> **Data supplied**
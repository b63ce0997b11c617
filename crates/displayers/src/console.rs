//! Console display backend - one log line whenever the shown text changes

use log::info;
use wx_station_core::{DisplayError, Displayer, Reading};
use wx_station_types::{format_value, DISPLAY_PLACEHOLDER};

#[derive(Default)]
pub struct ConsoleDisplay {
    last_line: Option<String>,
}

impl ConsoleDisplay {
    pub fn new() -> Self {
        Self::default()
    }

    /// Text for a snapshot, e.g. `T 25.0 °C  H 61.0 %`
    pub fn status_line(reading: Option<&Reading>) -> String {
        format!(
            "T {} °C  H {} %",
            format_value(reading.and_then(|r| r.temperature), DISPLAY_PLACEHOLDER),
            format_value(reading.and_then(|r| r.humidity), DISPLAY_PLACEHOLDER)
        )
    }

    fn show(&mut self, line: String) {
        if self.last_line.as_deref() != Some(line.as_str()) {
            info!("[display] {}", line);
            self.last_line = Some(line);
        }
    }
}

impl Displayer for ConsoleDisplay {
    fn id(&self) -> &str {
        "console"
    }

    fn init(&mut self) -> Result<(), DisplayError> {
        info!("Console display initialized.");
        Ok(())
    }

    fn show_message(&mut self, text: &str) -> Result<(), DisplayError> {
        self.show(text.to_string());
        Ok(())
    }

    fn render(&mut self, reading: Option<&Reading>) -> Result<(), DisplayError> {
        self.show(Self::status_line(reading));
        Ok(())
    }

    fn clear(&mut self) -> Result<(), DisplayError> {
        self.last_line = None;
        Ok(())
    }
}
//! wx-station: a small weather station
//!
//! This library wires a temperature/humidity sensor to three independent
//! consumers of the latest reading:
//! - a monochrome status display
//! - a periodic CSV logger
//! - a web status page
//!
//! The sensor, display and scheduling building blocks live in the
//! `wx-station-*` workspace crates; this crate holds configuration, the
//! CSV sink, the web responder and the station lifecycle.

pub mod config;
pub mod csv_log;
pub mod station;
pub mod web;

// Re-export commonly used types
pub use config::StationConfig;
pub use csv_log::CsvLogSink;
pub use station::{RunningStation, Station, StationError};
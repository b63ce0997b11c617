//! Configuration management

mod settings;

pub use settings::{StationConfig, CONFIG_VERSION};
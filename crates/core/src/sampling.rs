//! Sampling loop - the sole writer of the reading store

use crate::data_source::{BoxedSensor, SensorError};
use crate::shutdown::Shutdown;
use crate::store::ReadingStore;
use log::{debug, error, info, trace, warn};
use std::time::Duration;
use tokio::sync::watch;
use tokio::time::MissedTickBehavior;
use wx_station_types::Reading;

/// Announces successful readings to the logging consumer until it has
/// written the first record
pub type FirstReadingSender = watch::Sender<Option<Reading>>;
/// Receiving end held by the logging consumer; dropped once the first
/// record is on disk
pub type FirstReadingReceiver = watch::Receiver<Option<Reading>>;

/// Create the channel for the first-reading log event
pub fn first_reading_channel() -> (FirstReadingSender, FirstReadingReceiver) {
    watch::channel(None)
}

/// What a single sampling cycle did
#[derive(Debug, Clone, Copy, PartialEq)]
pub enum CycleOutcome {
    /// A complete reading was written to the store
    Stored(Reading),
    /// Transient failure; store left untouched
    Skipped,
}

/// Polls the sensor on a fixed period and publishes complete readings
pub struct SamplingLoop {
    /// `None` only while a read is in flight on the blocking pool
    sensor: Option<BoxedSensor>,
    store: ReadingStore,
    period: Duration,
    first_reading: Option<FirstReadingSender>,
    stored: u64,
    skipped: u64,
}

impl SamplingLoop {
    pub fn new(
        sensor: BoxedSensor,
        store: ReadingStore,
        period: Duration,
        first_reading: FirstReadingSender,
    ) -> Self {
        Self {
            sensor: Some(sensor),
            store,
            period,
            first_reading: Some(first_reading),
            stored: 0,
            skipped: 0,
        }
    }

    /// Number of cycles that stored a reading
    pub fn stored_cycles(&self) -> u64 {
        self.stored
    }

    /// Number of cycles skipped because of transient faults
    pub fn skipped_cycles(&self) -> u64 {
        self.skipped
    }

    /// Run one cycle: read, validate, publish.
    ///
    /// Only fatal faults are returned as errors; transient ones are logged
    /// and reported as [`CycleOutcome::Skipped`].
    pub async fn sample_once(&mut self) -> Result<CycleOutcome, SensorError> {
        let mut sensor = self
            .sensor
            .take()
            .ok_or_else(|| SensorError::Fatal("sensor handle lost".to_string()))?;

        let joined = tokio::task::spawn_blocking(move || {
            let result = sensor.read();
            (sensor, result)
        })
        .await;

        let result = match joined {
            Ok((sensor, result)) => {
                self.sensor = Some(sensor);
                result
            }
            Err(e) => return Err(SensorError::Fatal(format!("sensor read task failed: {}", e))),
        };

        let sample = match result {
            Ok(sample) => sample,
            Err(SensorError::Transient(reason)) => {
                warn!("Sensor read failed: {}", reason);
                self.skipped += 1;
                return Ok(CycleOutcome::Skipped);
            }
            Err(e) => return Err(e),
        };

        let Some(reading) = sample.into_reading() else {
            warn!("Sensor returned incomplete data: {:?}", sample);
            self.skipped += 1;
            return Ok(CycleOutcome::Skipped);
        };

        self.store.write(reading);
        self.stored += 1;
        trace!(
            "Stored reading: {:?}°C, {:?}%",
            reading.temperature,
            reading.humidity
        );

        if let Some(tx) = &self.first_reading {
            if tx.send(Some(reading)).is_err() {
                // Receiver dropped: the first record has been written
                debug!("First record logged, no longer announcing readings");
                self.first_reading = None;
            }
        }

        Ok(CycleOutcome::Stored(reading))
    }

    /// Run until shutdown or a fatal sensor fault.
    ///
    /// The sensor is released on every exit path.
    pub async fn run(mut self, shutdown: Shutdown) -> Result<(), SensorError> {
        let mut ticker = tokio::time::interval(self.period);
        ticker.set_missed_tick_behavior(MissedTickBehavior::Delay);

        info!("Sampling sensor every {:?}", self.period);
        let outcome = loop {
            tokio::select! {
                biased;
                _ = shutdown.triggered() => break Ok(()),
                _ = ticker.tick() => {}
            }

            if let Err(e) = self.sample_once().await {
                error!("Sampling stopped: {}", e);
                break Err(e);
            }
        };

        debug!(
            "Sampling loop exiting after {} stored / {} skipped cycles",
            self.stored, self.skipped
        );
        self.release();
        outcome
    }

    fn release(&mut self) {
        if let Some(sensor) = self.sensor.as_mut() {
            info!("Releasing sensor {}", sensor.metadata().id);
            sensor.release();
        }
    }
}

#[cfg(test)]
mod tests {
    use super::*;
    use crate::scripted::ScriptedSensor;
    use wx_station_types::Sample;

    fn sampler(sensor: ScriptedSensor) -> (SamplingLoop, ReadingStore, FirstReadingReceiver) {
        let store = ReadingStore::new();
        let (tx, rx) = first_reading_channel();
        let sampling = SamplingLoop::new(Box::new(sensor), store.clone(), Duration::from_secs(2), tx);
        (sampling, store, rx)
    }

    #[tokio::test]
    async fn test_transient_failures_leave_store_untouched() {
        let sensor = ScriptedSensor::new(vec![
            Ok(Sample::complete(25.0, 60.0)),
            Err(SensorError::Transient("checksum mismatch".into())),
            Err(SensorError::Transient("timeout".into())),
            Ok(Sample::complete(25.2, 61.0)),
        ]);
        let (mut sampling, store, _rx) = sampler(sensor);

        assert!(matches!(sampling.sample_once().await.unwrap(), CycleOutcome::Stored(_)));
        assert_eq!(store.read().unwrap().values(), Some((25.0, 60.0)));

        assert_eq!(sampling.sample_once().await.unwrap(), CycleOutcome::Skipped);
        assert_eq!(sampling.sample_once().await.unwrap(), CycleOutcome::Skipped);
        assert_eq!(store.read().unwrap().values(), Some((25.0, 60.0)));

        sampling.sample_once().await.unwrap();
        assert_eq!(store.read().unwrap().values(), Some((25.2, 61.0)));
        assert_eq!(sampling.stored_cycles(), 2);
        assert_eq!(sampling.skipped_cycles(), 2);
    }

    #[tokio::test]
    async fn test_missing_field_counts_as_transient() {
        let sensor = ScriptedSensor::new(vec![Ok(Sample::new(Some(22.0), None))]);
        let (mut sampling, store, _rx) = sampler(sensor);

        assert_eq!(sampling.sample_once().await.unwrap(), CycleOutcome::Skipped);
        assert!(store.is_empty());
    }

    #[tokio::test]
    async fn test_readings_announced_until_logger_lets_go() {
        let sensor = ScriptedSensor::new(vec![
            Err(SensorError::Transient("no data".into())),
            Ok(Sample::complete(19.5, 70.0)),
            Ok(Sample::complete(19.6, 71.0)),
            Ok(Sample::complete(19.7, 72.0)),
        ]);
        let (mut sampling, _store, mut rx) = sampler(sensor);

        sampling.sample_once().await.unwrap();
        assert!(!rx.has_changed().unwrap());

        sampling.sample_once().await.unwrap();
        assert!(rx.has_changed().unwrap());
        assert_eq!(rx.borrow_and_update().unwrap().values(), Some((19.5, 70.0)));

        sampling.sample_once().await.unwrap();
        assert_eq!(rx.borrow_and_update().unwrap().values(), Some((19.6, 71.0)));

        drop(rx);
        sampling.sample_once().await.unwrap();
        assert!(sampling.first_reading.is_none());
    }

    #[tokio::test]
    async fn test_fatal_fault_stops_loop_and_releases_sensor() {
        let sensor = ScriptedSensor::new(vec![
            Ok(Sample::complete(20.0, 50.0)),
            Err(SensorError::Fatal("bus gone".into())),
        ]);
        let released = sensor.released_flag();
        let (sampling, store, _rx) = sampler(sensor);

        let result = sampling.run(Shutdown::new()).await;
        assert!(matches!(result, Err(SensorError::Fatal(_))));
        assert_eq!(store.read().unwrap().values(), Some((20.0, 50.0)));
        assert!(released.load(std::sync::atomic::Ordering::SeqCst));
    }

    #[tokio::test]
    async fn test_shutdown_releases_sensor() {
        let sensor = ScriptedSensor::repeating(Sample::complete(20.0, 50.0));
        let released = sensor.released_flag();
        let (sampling, _store, _rx) = sampler(sensor);

        let shutdown = Shutdown::new();
        shutdown.trigger();
        sampling.run(shutdown).await.unwrap();
        assert!(released.load(std::sync::atomic::Ordering::SeqCst));
    }
}
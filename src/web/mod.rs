//! Network consumer: the status page served over HTTP
//!
//! Every request gets its own store snapshot. Parsing, connection handling
//! and per-request isolation are left to actix-web; a failed request only
//! affects its own connection.

mod page;

pub use page::{StatusPage, REFRESH_SECS};

use actix_web::dev::Server;
use actix_web::http::{header, Method};
use actix_web::{error, web, App, HttpRequest, HttpResponse, HttpServer};
use log::{debug, error, info};
use std::io;
use std::net::SocketAddr;
use std::sync::Arc;
use wx_station_core::{ReadingStore, Shutdown};

/// HTTP worker threads; the page is tiny, a couple is plenty
const WORKERS: usize = 2;

/// Seconds in-flight requests get to finish on shutdown
const SHUTDOWN_TIMEOUT_SECS: u64 = 5;

/// What every request handler needs
#[derive(Clone)]
pub struct WebState {
    store: ReadingStore,
    page: Arc<StatusPage>,
}

impl WebState {
    pub fn new(store: ReadingStore, page: StatusPage) -> Self {
        Self {
            store,
            page: Arc::new(page),
        }
    }
}

/// Every path serves the same page
pub fn routes(cfg: &mut web::ServiceConfig) {
    cfg.route("/{tail:.*}", web::route().to(status));
}

async fn status(req: HttpRequest, state: web::Data<WebState>) -> actix_web::Result<HttpResponse> {
    if *req.method() != Method::GET && *req.method() != Method::HEAD {
        debug!("{} {} not supported", req.method(), req.path());
        return Ok(HttpResponse::NotImplemented().finish());
    }

    let body = state
        .page
        .render(state.store.read().as_ref())
        .map_err(|e| {
            error!("Failed to render status page: {}", e);
            error::ErrorInternalServerError(e)
        })?;

    Ok(HttpResponse::Ok()
        .content_type("text/html; charset=utf-8")
        .insert_header((header::CACHE_CONTROL, "no-store"))
        .body(body))
}

/// A bound, not yet serving, web server
pub struct WebServer {
    server: Server,
    local_addr: SocketAddr,
}

/// Bind the listener on all interfaces. Failure here is fatal to startup.
pub fn bind(port: u16, state: WebState) -> io::Result<WebServer> {
    let server = HttpServer::new(move || {
        App::new()
            .app_data(web::Data::new(state.clone()))
            .configure(routes)
    })
    .workers(WORKERS)
    .disable_signals()
    .shutdown_timeout(SHUTDOWN_TIMEOUT_SECS)
    .bind(("0.0.0.0", port))?;

    let local_addr = server
        .addrs()
        .first()
        .copied()
        .ok_or_else(|| io::Error::new(io::ErrorKind::AddrNotAvailable, "no address bound"))?;
    info!("Web server listening on {}", local_addr);

    Ok(WebServer {
        server: server.run(),
        local_addr,
    })
}

impl WebServer {
    pub fn local_addr(&self) -> SocketAddr {
        self.local_addr
    }

    /// Serve until shutdown, then let in-flight requests finish
    pub async fn serve(self, shutdown: Shutdown) {
        let handle = self.server.handle();
        let server = self.server;
        tokio::pin!(server);

        let finished_early = tokio::select! {
            result = &mut server => Some(result),
            _ = shutdown.triggered() => None,
        };
        let result = match finished_early {
            Some(result) => result,
            None => {
                handle.stop(true).await;
                server.await
            }
        };

        match result {
            Ok(()) => debug!("Web server stopped"),
            Err(e) => error!("Web server failed: {}", e),
        }
    }
}

#[cfg(test)]
mod tests {
    use super::*;
    use actix_web::http::StatusCode;
    use actix_web::test;
    use std::time::Duration;
    use tokio::io::{AsyncReadExt, AsyncWriteExt};
    use tokio::net::TcpStream;
    use wx_station_core::Reading;

    fn page() -> StatusPage {
        StatusPage::new("Weather Station", "Chapra, Bihar")
    }

    async fn call(store: &ReadingStore, req: test::TestRequest) -> (StatusCode, String) {
        let app = test::init_service(
            App::new()
                .app_data(web::Data::new(WebState::new(store.clone(), page())))
                .configure(routes),
        )
        .await;
        let resp = test::call_service(&app, req.to_request()).await;
        let status = resp.status();
        let body = test::read_body(resp).await;
        (status, String::from_utf8(body.to_vec()).unwrap())
    }

    #[actix_web::test]
    async fn test_any_path_serves_the_status_page() {
        let store = ReadingStore::new();
        store.write(Reading::new(25.2, 61.0));

        for path in ["/", "/index.html", "/favicon.ico", "/a/b?c=d"] {
            let (status, body) = call(&store, test::TestRequest::get().uri(path)).await;
            assert_eq!(status, StatusCode::OK);
            assert!(body.contains("25.2"));
            assert!(body.contains("61.0"));
        }
    }

    #[actix_web::test]
    async fn test_empty_store_renders_placeholders() {
        let (status, body) = call(&ReadingStore::new(), test::TestRequest::get()).await;
        assert_eq!(status, StatusCode::OK);
        assert!(body.contains("...&deg;C"));
        assert!(!body.contains("0.0"));
    }

    #[actix_web::test]
    async fn test_other_methods_not_implemented() {
        let store = ReadingStore::new();
        let (status, _) = call(&store, test::TestRequest::post()).await;
        assert_eq!(status, StatusCode::NOT_IMPLEMENTED);
        let (status, _) = call(&store, test::TestRequest::delete().uri("/x")).await;
        assert_eq!(status, StatusCode::NOT_IMPLEMENTED);
    }

    /// Send raw bytes and collect the reply until the server closes
    async fn fetch(addr: SocketAddr, request: &[u8]) -> String {
        let mut stream = TcpStream::connect(addr).await.unwrap();
        stream.write_all(request).await.unwrap();
        let mut out = Vec::new();
        let mut buf = [0u8; 4096];
        loop {
            match tokio::time::timeout(Duration::from_secs(5), stream.read(&mut buf)).await {
                Ok(Ok(0)) | Ok(Err(_)) | Err(_) => break,
                Ok(Ok(n)) => out.extend_from_slice(&buf[..n]),
            }
        }
        String::from_utf8_lossy(&out).into_owned()
    }

    /// Pull the number in front of `marker` out of the page body
    fn value_before(body: &str, marker: &str) -> f64 {
        let end = body.find(marker).unwrap();
        let start = body[..end].rfind('>').unwrap() + 1;
        body[start..end].parse().unwrap()
    }

    fn loopback(server: &WebServer) -> SocketAddr {
        ([127, 0, 0, 1], server.local_addr().port()).into()
    }

    #[tokio::test(flavor = "multi_thread", worker_threads = 4)]
    async fn test_concurrent_requests_during_writes_never_tear() {
        let store = ReadingStore::new();
        store.write(Reading::new(0.0, 50.0));
        let shutdown = Shutdown::new();

        let server = bind(0, WebState::new(store.clone(), page())).unwrap();
        let addr = loopback(&server);
        let serving = tokio::spawn(server.serve(shutdown.clone()));

        // Writer keeps humidity = temperature + 50
        let writer_store = store.clone();
        let writer = tokio::spawn(async move {
            for i in 0..400 {
                let t = (i % 40) as f64;
                writer_store.write(Reading::new(t, t + 50.0));
                tokio::task::yield_now().await;
            }
        });

        let clients: Vec<_> = (0..16)
            .map(|_| {
                tokio::spawn(async move {
                    let raw = fetch(addr, b"GET / HTTP/1.1\r\nConnection: close\r\n\r\n").await;
                    assert!(raw.starts_with("HTTP/1.1 200 OK"));
                    let t = value_before(&raw, "&deg;C");
                    let h = value_before(&raw, "%</div>");
                    assert_eq!(h, t + 50.0);
                })
            })
            .collect();

        for client in clients {
            client.await.unwrap();
        }
        writer.await.unwrap();

        shutdown.trigger();
        serving.await.unwrap();
    }

    #[tokio::test(flavor = "multi_thread", worker_threads = 2)]
    async fn test_raw_requests_get_proper_status_lines() {
        let store = ReadingStore::new();
        let shutdown = Shutdown::new();
        let server = bind(0, WebState::new(store, page())).unwrap();
        let addr = loopback(&server);
        let serving = tokio::spawn(server.serve(shutdown.clone()));

        // Bare LF line endings are accepted
        let raw = fetch(addr, b"GET /status HTTP/1.1\nConnection: close\n\n").await;
        assert!(raw.starts_with("HTTP/1.1 200 OK"));

        let raw = fetch(addr, b"PUT / HTTP/1.1\r\nConnection: close\r\n\r\n").await;
        assert!(raw.starts_with("HTTP/1.1 501 Not Implemented"));

        let raw = fetch(addr, b"\x01\x02 garbage\r\n\r\n").await;
        assert!(raw.starts_with("HTTP/1.1 400 Bad Request"));

        // One broken client does not take the server down
        let raw = fetch(addr, b"GET / HTTP/1.1\r\nConnection: close\r\n\r\n").await;
        assert!(raw.starts_with("HTTP/1.1 200 OK"));

        shutdown.trigger();
        serving.await.unwrap();
    }

    #[tokio::test]
    async fn test_bind_conflict_is_an_error() {
        let taken = std::net::TcpListener::bind(("0.0.0.0", 0)).unwrap();
        let port = taken.local_addr().unwrap().port();
        assert!(bind(port, WebState::new(ReadingStore::new(), page())).is_err());
    }
}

> **Task statement**
Show a copy of each line from the data that includes the word "joined".

> **Solution to this problem**
        let joined = tokio::task::spawn_blocking(move || {
        let result = match joined {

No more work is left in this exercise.